Der Verfasser ist aus der Schule von Ruedi Imbach in Fribourg hervorgegangen; er hat einige Jahre in den Vereinigten Staaten gearbeitet und wurde in Göttingen habilitiert; er bewegt sich daher sicher in mehreren philosophischen Idiomen. Er führt an den Texten selbst, orientiert an Problemen, die Harmonie vor, die zwischen der Oxford Philosophy des vierzehnten und des zwanzigsten Jahrhunderts besteht. Dies ergibt einen außerordentlich erhellenden Effekt, der den Leser belehrt und erfreut. Aber gelegentlich reproduziert es auch das skeptische Lächeln des Erasmus über seine allzu genauen Lehrer an der Sorbonne anno 1495. Da wird uns umständlich und mit wissenschaftlichem Ernst erklärt, daß wir bei dem Satz "Menschen sind nicht geflügelt" das Geflügeltsein von den Menschen abstrahieren und wir damit den Menschen eine bestimmte Eigenschaft absprechen. Auf diese Idee wären wir vielleicht ohne die Scholastiker und ihren modernen Darsteller kaum gekommen.

Zum Glück ist der Autor ein Katzenliebhaber und löst mit einigen schnurrigen Sätzen die Frage: "Was ist das Katzenhafte an der Katze?" Seine beruhigende Antwort: "Genau diese Frage kann ich beantworten, wenn ich eine intelligible Species abstrahiere; denn dank dieser Species bin ich in der Lage, das Wesen der Katze zu erfassen." Er erklärt uns kenntnisreich und geduldig, was hierbei das unübersetzbare Wort "Species" bedeutet, und zeigt uns, wie die Katze auf sanften Pfoten den Bereich der Gegenstände unserer Wahrnehmung und Gedanken betritt und sich auf dem Parkett des scotistischen intentionalen Seins bewegt.

Die anschauliche und präzise Art, in der Perler mit den Denkern des Mittelalters und der Gegenwart argumentierend spricht, lockert seine gestrenge Gedankenarbeit auf, ohne darüber hinwegzutäuschen, daß dieses Buch eine Reihe von Entdeckungen und Klärungen enthält, wie sie auf diesem schwierigen Feld selten vorkommen.
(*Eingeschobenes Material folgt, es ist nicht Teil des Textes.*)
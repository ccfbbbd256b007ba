use super::{http_client, transport_error};
use crate::config::ModelConfig;
use async_trait::async_trait;
use meridian_core::{InferenceProvider, InvokeParams, MeridianError, MeridianResult};
use serde::{Deserialize, Serialize};

/// Claude (Anthropic) API backend.
pub struct ClaudeBackend {
    config: ModelConfig,
    http: reqwest::Client,
}

impl ClaudeBackend {
    pub fn new(config: ModelConfig) -> Self {
        let http = http_client(config.timeout_secs);
        Self { config, http }
    }
}

#[async_trait]
impl InferenceProvider for ClaudeBackend {
    async fn invoke(
        &self,
        model: &str,
        prompt: &str,
        params: &InvokeParams,
    ) -> MeridianResult<String> {
        let url = format!("{}/v1/messages", self.config.base_url());
        let model = if model.is_empty() {
            self.config.model_id.as_str()
        } else {
            model
        };

        let messages = [ClaudeMessage {
            role: "user",
            content: prompt,
        }];
        let mut body = serde_json::json!({
            "model": model,
            "max_tokens": params.max_tokens,
            "temperature": params.temperature,
            "messages": messages,
        });
        if let Some(sys) = &params.system_prompt {
            body["system"] = serde_json::json!(sys);
        }

        let resp = self
            .http
            .post(&url)
            .header("x-api-key", &self.config.api_key)
            .header("anthropic-version", "2023-06-01")
            .header("content-type", "application/json")
            .json(&body)
            .send()
            .await
            .map_err(transport_error)?;

        let status = resp.status();
        let text = resp.text().await.map_err(transport_error)?;
        if !status.is_success() {
            return Err(MeridianError::http_status(
                status.as_u16(),
                format!("Claude API error {status}: {text}"),
            ));
        }

        parse_claude_response(&text)
    }
}

#[derive(Serialize)]
struct ClaudeMessage<'a> {
    role: &'a str,
    content: &'a str,
}

#[derive(Deserialize)]
struct MessagesResponse {
    #[serde(default)]
    content: Vec<ContentBlock>,
}

#[derive(Deserialize)]
struct ContentBlock {
    #[serde(rename = "type")]
    kind: String,
    #[serde(default)]
    text: Option<String>,
}

/// Concatenate the text blocks of a Messages API response.
pub fn parse_claude_response(body: &str) -> MeridianResult<String> {
    let response: MessagesResponse = serde_json::from_str(body)?;
    let text: Vec<String> = response
        .content
        .into_iter()
        .filter(|block| block.kind == "text")
        .filter_map(|block| block.text)
        .collect();
    if text.is_empty() {
        return Err(MeridianError::InferenceProvider(
            "Claude response has no text content".into(),
        ));
    }
    Ok(text.join("\n"))
}
//! Dependency-aware task orchestration for Meridian.
//!
//! A [`Supervisor`] takes a batch of [`AgentTask`](meridian_core::AgentTask)s,
//! runs them layer by layer through the [`TaskGraphExecutor`] and finishes
//! with a synthesis step that aggregates every result.
//!
//! # Main types
//!
//! - [`TaskGraph`] — Readiness tracking and dependency diagnostics.
//! - [`TaskGraphExecutor`] — Concurrent, bulkheaded layer dispatch.
//! - [`Supervisor`] — Execution plus synthesis, memory recall and experience recording.
//! - [`AgentMonitor`] — Per-role execution metrics.
//! - [`TaskRunner`] — Seam between the executor and the agent.

/// Layered task graph execution.
pub mod executor;
/// Per-role metrics.
pub mod monitor;
/// Task execution seam.
pub mod runner;
/// End-to-end supervised runs.
pub mod supervisor;
/// Task readiness and dependency diagnostics.
pub mod task_graph;

pub use executor::{
    with_dependency_inputs, ExecutionOutcome, TaskGraphExecutor, DEPENDENCY_ERRORS_KEY,
    DEPENDENCY_RESULTS_KEY,
};
pub use monitor::{AgentMonitor, RoleMetrics, RoleState};
pub use runner::TaskRunner;
pub use supervisor::{OrchestratorConfig, Supervisor, SupervisorReport, SYNTHESIS_TASK_ID};
pub use task_graph::TaskGraph;
use crate::assessment::QualityAssessment;
use crate::metric::QualityMetric;
use async_trait::async_trait;
use chrono::{Datelike, Utc};
use futures_util::future::join_all;
use meridian_core::{clamp_unit, extract_score, InferenceProvider, InvokeParams, RagAnswer, SourceChunk};
use regex::Regex;
use std::collections::BTreeMap;
use std::sync::{Arc, LazyLock};
use tracing::{info, warn};

/// Score given to a judged metric whose reply holds no usable number.
pub const UNPARSABLE_SCORE: f64 = 0.5;
/// Temporal score when no source carries a year.
pub const UNDATED_SCORE: f64 = 0.7;

const NEUTRAL_RELIABILITY: f64 = 0.6;
const RELIABILITY_STEP: f64 = 0.3;

/// Locator tokens of reference-grade material.
const TRUSTED_MARKERS: &[&str] = &[
    "docs",
    "doc",
    "documentation",
    "reference",
    "manual",
    "official",
    "standard",
    "paper",
    "api",
    "guide",
    "handbook",
    "readme",
    "rfc",
    "gov",
    "edu",
];

/// Locator tokens of opinion or hearsay.
const DOUBTFUL_MARKERS: &[&str] = &[
    "blog", "blogs", "opinion", "forum", "reddit", "medium", "rumor", "comments", "tweet",
];

#[allow(clippy::expect_used)]
static YEAR: LazyLock<Regex> =
    LazyLock::new(|| Regex::new(r"\b(?:19|20)\d{2}\b").expect("Invalid year pattern"));

/// Anything that can score an answer.
///
/// [`QualityAssessor`] is the model-backed implementation.
#[async_trait]
pub trait QualityJudge: Send + Sync {
    async fn assess(&self, query: &str, answer: &RagAnswer) -> QualityAssessment;
}

/// Scores answers over the seven quality metrics.
///
/// Five metrics are graded by the inference provider, concurrently; source
/// reliability and temporal validity are local heuristics.
pub struct QualityAssessor {
    provider: Arc<dyn InferenceProvider>,
    model: String,
    params: InvokeParams,
    thresholds: BTreeMap<QualityMetric, f64>,
    reference_year: Option<i32>,
}

impl QualityAssessor {
    pub fn new(provider: Arc<dyn InferenceProvider>, model: impl Into<String>) -> Self {
        Self {
            provider,
            model: model.into(),
            params: InvokeParams::new(256, 0.0),
            thresholds: BTreeMap::new(),
            reference_year: None,
        }
    }

    /// Per-metric issue thresholds.
    pub fn with_thresholds(mut self, thresholds: BTreeMap<QualityMetric, f64>) -> Self {
        self.thresholds = thresholds;
        self
    }

    /// Pin the year source ages are measured against. Defaults to the current year.
    pub fn with_reference_year(mut self, year: i32) -> Self {
        self.reference_year = Some(year);
        self
    }

    /// Score `answer` against `query`. Never fails: a metric whose scoring
    /// call fails scores 0 and is listed as an issue.
    pub async fn assess(&self, query: &str, answer: &RagAnswer) -> QualityAssessment {
        let judged: Vec<QualityMetric> = QualityMetric::ALL
            .iter()
            .copied()
            .filter(|m| m.is_judged())
            .filter(|m| *m != QualityMetric::FactualConsistency || answer.sources.len() >= 2)
            .collect();

        let graded = join_all(judged.iter().map(|&m| self.grade(m, query, answer))).await;

        let mut scores = BTreeMap::new();
        let mut failures = Vec::new();
        for (metric, outcome) in judged.into_iter().zip(graded) {
            match outcome {
                Ok(score) => {
                    scores.insert(metric, score);
                }
                Err(issue) => {
                    scores.insert(metric, 0.0);
                    failures.push(issue);
                }
            }
        }
        // Nothing to contradict with fewer than two sources.
        scores
            .entry(QualityMetric::FactualConsistency)
            .or_insert(1.0);
        scores.insert(
            QualityMetric::SourceReliability,
            source_reliability(&answer.sources),
        );
        let year = self.reference_year.unwrap_or_else(|| Utc::now().year());
        scores.insert(
            QualityMetric::TemporalValidity,
            temporal_validity(&answer.sources, year),
        );

        let assessment = QualityAssessment::from_scores(query, scores, &self.thresholds, failures);
        info!(
            query_id = %assessment.query_id,
            overall_score = assessment.overall_score,
            issues = assessment.issues.len(),
            "Quality assessed"
        );
        assessment
    }

    /// Grade one judged metric. `Err` carries the issue text.
    async fn grade(&self, metric: QualityMetric, query: &str, answer: &RagAnswer) -> Result<f64, String> {
        let prompt = judge_prompt(metric, query, answer);
        match self.provider.invoke(&self.model, &prompt, &self.params).await {
            Ok(reply) => match extract_score(&reply) {
                Some(score) => Ok(score),
                None => {
                    warn!(metric = %metric, reply = %reply, "Unparsable metric score, using default");
                    Ok(UNPARSABLE_SCORE)
                }
            },
            Err(e) => {
                warn!(metric = %metric, error = %e, "Metric scoring failed");
                Err(format!("{metric} scoring failed: {e}"))
            }
        }
    }
}

#[async_trait]
impl QualityJudge for QualityAssessor {
    async fn assess(&self, query: &str, answer: &RagAnswer) -> QualityAssessment {
        QualityAssessor::assess(self, query, answer).await
    }
}

fn judge_prompt(metric: QualityMetric, query: &str, answer: &RagAnswer) -> String {
    let criterion = match metric {
        QualityMetric::Relevance => "How directly does the answer address the question?",
        QualityMetric::Accuracy => "How well is every claim in the answer supported by the sources?",
        QualityMetric::Completeness => "How fully does the answer cover every part of the question?",
        QualityMetric::Coherence => "How clear, well structured and internally consistent is the answer?",
        QualityMetric::FactualConsistency => {
            "How consistent are the sources with each other on the facts the answer uses?"
        }
        QualityMetric::SourceReliability | QualityMetric::TemporalValidity => {
            "How good is the answer overall?"
        }
    };
    let mut prompt = format!(
        "You are grading an answer for {metric}.\n{criterion}\n\nQuestion: {query}\n\nAnswer:\n{}\n",
        answer.answer
    );
    if !answer.sources.is_empty() {
        prompt.push_str("\nSources:\n");
        prompt.push_str(&answer.render_sources());
        prompt.push('\n');
    }
    prompt.push_str("\nReply with a single number between 0 and 1.");
    prompt
}

/// Reliability of one source judged from its title and path.
pub fn chunk_reliability(chunk: &SourceChunk) -> f64 {
    let locator = chunk.locator();
    let tokens: Vec<&str> = locator
        .split(|c: char| !c.is_ascii_alphanumeric())
        .filter(|t| !t.is_empty())
        .collect();
    let has = |markers: &[&str]| tokens.iter().any(|t| markers.contains(t));

    let mut score = NEUTRAL_RELIABILITY;
    if has(TRUSTED_MARKERS) {
        score += RELIABILITY_STEP;
    }
    if has(DOUBTFUL_MARKERS) {
        score -= RELIABILITY_STEP;
    }
    clamp_unit(score)
}

/// Mean reliability of `sources`; 0 without sources.
pub fn source_reliability(sources: &[SourceChunk]) -> f64 {
    if sources.is_empty() {
        return 0.0;
    }
    let total: f64 = sources.iter().map(chunk_reliability).sum();
    clamp_unit(total / sources.len() as f64)
}

/// Most recent four-digit year mentioned in `text`.
pub fn latest_year(text: &str) -> Option<i32> {
    YEAR.find_iter(text)
        .filter_map(|m| m.as_str().parse::<i32>().ok())
        .max()
}

/// Freshness score for a source dated `year`, relative to `reference_year`.
pub fn age_score(year: i32, reference_year: i32) -> f64 {
    match reference_year - year {
        age if age <= 1 => 1.0,
        age if age <= 3 => 0.8,
        age if age <= 5 => 0.6,
        _ => 0.3,
    }
}

/// Mean freshness of `sources`; undated sources score [`UNDATED_SCORE`].
pub fn temporal_validity(sources: &[SourceChunk], reference_year: i32) -> f64 {
    if sources.is_empty() {
        return UNDATED_SCORE;
    }
    let total: f64 = sources
        .iter()
        .map(|s| match latest_year(&format!("{} {}", s.title, s.content)) {
            Some(year) => age_score(year, reference_year),
            None => UNDATED_SCORE,
        })
        .sum();
    total / sources.len() as f64
}

#[cfg(test)]
#[allow(clippy::unwrap_used, clippy::expect_used)]
mod tests {
    use super::*;

    #[test]
    fn test_chunk_reliability_markers() {
        let docs = SourceChunk::new("1", "Tokio documentation", "x").with_path("docs/runtime.md");
        let blog = SourceChunk::new("2", "My blog post", "x");
        let plain = SourceChunk::new("3", "Notes", "x");
        assert!((chunk_reliability(&docs) - 0.9).abs() < 1e-9);
        assert!((chunk_reliability(&blog) - 0.3).abs() < 1e-9);
        assert!((chunk_reliability(&plain) - 0.6).abs() < 1e-9);
    }

    #[test]
    fn test_marker_must_be_a_whole_token() {
        let rapid = SourceChunk::new("1", "Rapid prototyping", "x");
        assert!((chunk_reliability(&rapid) - 0.6).abs() < 1e-9);
    }

    #[test]
    fn test_source_reliability_without_sources() {
        assert_eq!(source_reliability(&[]), 0.0);
    }

    #[test]
    fn test_age_buckets() {
        assert_eq!(age_score(2026, 2026), 1.0);
        assert_eq!(age_score(2025, 2026), 1.0);
        assert_eq!(age_score(2023, 2026), 0.8);
        assert_eq!(age_score(2021, 2026), 0.6);
        assert_eq!(age_score(2010, 2026), 0.3);
        assert_eq!(age_score(2030, 2026), 1.0);
    }

    #[test]
    fn test_temporal_validity() {
        let fresh = SourceChunk::new("1", "Release notes", "Published in 2019, revised 2025.");
        let undated = SourceChunk::new("2", "Guide", "timeless advice");
        assert_eq!(temporal_validity(&[fresh.clone()], 2026), 1.0);
        assert!((temporal_validity(&[fresh, undated], 2026) - 0.85).abs() < 1e-9);
        assert_eq!(temporal_validity(&[], 2026), UNDATED_SCORE);
    }

    #[test]
    fn test_latest_year_ignores_other_numbers() {
        assert_eq!(latest_year("port 8080 and 12345 in 2024"), Some(2024));
        assert_eq!(latest_year("version 3.1"), None);
    }

    #[test]
    fn test_year_pattern_is_valid() {
        assert!(YEAR.is_match("1999"));
        assert!(!YEAR.is_match("2101x"));
    }
}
Selbst bekannte Philosopheme des Thomas von Aquino oder des Duns Scotus treten in neues Licht, weil Perler sie einfügt in die Diskussionen ihrer Zeit und zugleich in die des zwanzigsten Jahrhunderts. Vielverhandelte Probleme wie das der Universalien, der schon genannten Species-Theorie oder Ockhams Zeichenphilosophie erhalten hier sachliches Gewicht. Daß es im Mittelalter eine selbständig-philosophische und variantenreiche Erörterung des Gegenstandsbezugs der menschlichen Erkenntnis und Sprache gab, wird nach diesem bedeutenden Wurf des Schweizer Gelehrten, der die theologischen Implikationen deswegen nicht verschweigt, niemand mehr bestreiten. Wie nebenbei redimensioniert er Vorstellungen vom spätmittelalterlichen Willkürgott, wie Hans Blumenberg sie stilisiert hat, um die Legitimität der Neuzeit gegen sie zu behaupten.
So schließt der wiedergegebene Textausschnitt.